Los Angeles is a dry city. A hundred thousand people lived there in 1892, and the Los Angeles River supplied their water.

Two self-taught engineers handled Los Angeles's water: The City Engineer, Fred Eaton, and his Water Superintendent, William Mulholland. Mulholland was a hard-as-nails Irishman. He'd gone off to sea as a teen-ager. He'd studied math and engineering on his own while he did manual labor in California. Eaton had spotted him working in a water-supply ditch. He'd liked Mulholland's hard edges, and he pushed him ahead.

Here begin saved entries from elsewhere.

// SPDX-FileCopyrightText: 2025 Hyperpolymath
// SPDX-License-Identifier: Apache-2.0

//! Test harness for the pingback engine.
//!
//! Provides loopback HTTP peers (source pages, pingback endpoints) and
//! generators for hostile or malformed input.

pub mod generators;
pub mod servers;
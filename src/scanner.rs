// SPDX-FileCopyrightText: 2025 Hyperpolymath
// SPDX-License-Identifier: PMPL-1.0-or-later

//! Link scanner: finds cross-host links in a block of HTML and pings each.

use crate::error::Result;
use crate::sender::{clean_href, PingbackSender, HREF};
use crate::validator::authority;
use std::sync::Arc;
use tracing::debug;
use url::Url;

/// Called once per completed send with the target and the send result.
pub type ScanCallback = Arc<dyn Fn(Url, Result<Url>) + Send + Sync>;

/// Every distinct link in `text` whose host differs from `source`'s, in
/// document order. Relative links resolve against `source` and are dropped
/// as same-host.
pub fn candidates(text: &str, source: &Url) -> Vec<Url> {
    let source_host = authority(source);
    let mut found: Vec<Url> = Vec::new();

    for caps in HREF.captures_iter(text) {
        let href = clean_href(&caps[1]);
        let Ok(link) = source.join(&href) else {
            debug!(href = %href, "Skipping unparseable link");
            continue;
        };
        let host = authority(&link);
        if host.is_none() || host == source_host {
            continue;
        }
        if !found.contains(&link) {
            found.push(link);
        }
    }
    found
}

impl PingbackSender {
    /// Send a pingback for every candidate link in `text`.
    ///
    /// Each send runs as its own task; none waits on another and this call
    /// returns as soon as they are spawned. `on_complete` (if any) is invoked
    /// once per finished send. Returns the targets that were dispatched.
    ///
    /// # Panics
    ///
    /// Panics if called outside a Tokio runtime.
    pub fn scan(&self, text: &str, source: &Url, on_complete: Option<ScanCallback>) -> Vec<Url> {
        let targets = candidates(text, source);
        debug!(source = %source, count = targets.len(), "Dispatching pingbacks");

        for target in &targets {
            let sender = self.clone();
            let source = source.clone();
            let target = target.clone();
            let on_complete = on_complete.clone();
            tokio::spawn(async move {
                let result = sender.send(&target, &source).await;
                if let Some(cb) = on_complete {
                    cb(target, result);
                }
            });
        }
        targets
    }
}
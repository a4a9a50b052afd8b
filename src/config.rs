// SPDX-FileCopyrightText: 2025 Hyperpolymath
// SPDX-License-Identifier: PMPL-1.0-or-later

//! Configuration for the pingback engine and its service.
//!
//! Default values follow the Pingback 1.0 receiver limits: 5 KiB request
//! bodies, 5 KiB fetched pages and a 200-entry anti-abuse memory.

use serde::{Deserialize, Serialize};
use std::path::PathBuf;
use std::time::Duration;

/// Configuration for the pingback service.
#[derive(Debug, Clone, Serialize, Deserialize)]
pub struct Config {
    /// Server bind address (default: 0.0.0.0:8080)
    #[serde(default = "default_bind_addr")]
    pub bind_addr: String,

    /// Size, time and cache limits
    #[serde(default)]
    pub limits: LimitsConfig,

    /// Title and excerpt extraction
    #[serde(default)]
    pub excerpt: ExcerptConfig,

    /// Comment collaborator configuration
    #[serde(default)]
    pub comments: CommentsConfig,

    /// Metrics configuration
    #[serde(default)]
    pub metrics: MetricsConfig,
}

/// Resource bounds for inbound and outbound traffic.
#[derive(Debug, Clone, Serialize, Deserialize)]
pub struct LimitsConfig {
    /// Maximum inbound XML-RPC body in bytes (default: 5120)
    #[serde(default = "default_max_bytes")]
    pub max_body_bytes: usize,

    /// Maximum bytes read from a fetched page or endpoint (default: 5120)
    #[serde(default = "default_max_bytes")]
    pub max_response_bytes: usize,

    /// Deadline for each outbound GET or POST in milliseconds (default: 10000)
    #[serde(default = "default_request_timeout_ms")]
    pub request_timeout_ms: u64,

    /// Entries kept in each anti-abuse set before it is reset (default: 200)
    #[serde(default = "default_cache_capacity")]
    pub cache_capacity: usize,
}

/// Title and excerpt extraction settings.
#[derive(Debug, Clone, Serialize, Deserialize)]
pub struct ExcerptConfig {
    /// Longest title accepted before falling back to the hostname (default: 150)
    #[serde(default = "default_max_title_chars")]
    pub max_title_chars: usize,

    /// Excerpt truncation length (default: 300)
    #[serde(default = "default_max_excerpt_chars")]
    pub max_excerpt_chars: usize,

    /// Words captured on each side of the link (default: 10)
    #[serde(default = "default_context_words")]
    pub context_words: usize,
}

/// Settings for the comment collaborator.
#[derive(Debug, Clone, Serialize, Deserialize)]
pub struct CommentsConfig {
    /// Directory of published pages (default: ./public)
    #[serde(default = "default_public_directory")]
    pub public_directory: PathBuf,

    /// Public URL under which `public_directory` is served
    #[serde(default = "default_url_prefix")]
    pub url_prefix: String,

    /// Path of the pingback endpoint (default: /pingback)
    #[serde(default = "default_pingback_path")]
    pub pingback_path: String,
}

/// Metrics configuration.
#[derive(Debug, Clone, Serialize, Deserialize)]
pub struct MetricsConfig {
    /// Enable Prometheus metrics endpoint (default: true)
    #[serde(default = "default_true")]
    pub enabled: bool,

    /// Metrics endpoint path (default: /metrics)
    #[serde(default = "default_metrics_path")]
    pub path: String,
}

// Default value functions
fn default_bind_addr() -> String {
    "0.0.0.0:8080".to_string()
}

fn default_max_bytes() -> usize {
    5 * 1024
}

fn default_request_timeout_ms() -> u64 {
    10_000
}

fn default_cache_capacity() -> usize {
    200
}

fn default_max_title_chars() -> usize {
    150
}

fn default_max_excerpt_chars() -> usize {
    300
}

fn default_context_words() -> usize {
    10
}

fn default_public_directory() -> PathBuf {
    PathBuf::from("./public")
}

fn default_url_prefix() -> String {
    "http://127.0.0.1:8080/".to_string()
}

fn default_pingback_path() -> String {
    "/pingback".to_string()
}

fn default_true() -> bool {
    true
}

fn default_metrics_path() -> String {
    "/metrics".to_string()
}

impl Default for Config {
    fn default() -> Self {
        Self {
            bind_addr: default_bind_addr(),
            limits: LimitsConfig::default(),
            excerpt: ExcerptConfig::default(),
            comments: CommentsConfig::default(),
            metrics: MetricsConfig::default(),
        }
    }
}

impl Default for LimitsConfig {
    fn default() -> Self {
        Self {
            max_body_bytes: default_max_bytes(),
            max_response_bytes: default_max_bytes(),
            request_timeout_ms: default_request_timeout_ms(),
            cache_capacity: default_cache_capacity(),
        }
    }
}

impl Default for ExcerptConfig {
    fn default() -> Self {
        Self {
            max_title_chars: default_max_title_chars(),
            max_excerpt_chars: default_max_excerpt_chars(),
            context_words: default_context_words(),
        }
    }
}

impl Default for CommentsConfig {
    fn default() -> Self {
        Self {
            public_directory: default_public_directory(),
            url_prefix: default_url_prefix(),
            pingback_path: default_pingback_path(),
        }
    }
}

impl Default for MetricsConfig {
    fn default() -> Self {
        Self {
            enabled: default_true(),
            path: default_metrics_path(),
        }
    }
}

impl LimitsConfig {
    /// Get the outbound request deadline
    pub fn request_timeout(&self) -> Duration {
        Duration::from_millis(self.request_timeout_ms)
    }
}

Now, in 1892, Eaton told Mulholland that the Los Angeles River could go dry in a bad year. They should look further away for a water supply. Mulholland scoffed, but drought did come. First, he bled the river dry, but by 1904 that became hopeless. So Mulholland went to Eaton. He said: OK, show me where to get more water.

Eaton took him 100 miles into the Owens River Valley. They surveyed the route and found that they could bring water in by gravity alone, without any pumping. They decided to go for it.

First Eaton and his cronies went into Owens Valley posing as ranchers. They bought land from unsuspecting locals. Next they cut a shady deal with the Department of the Interior. One day Owens Valley residents saw that their water had been stolen. Instead of living in a rich agricultural area, they'd become desert dwellers.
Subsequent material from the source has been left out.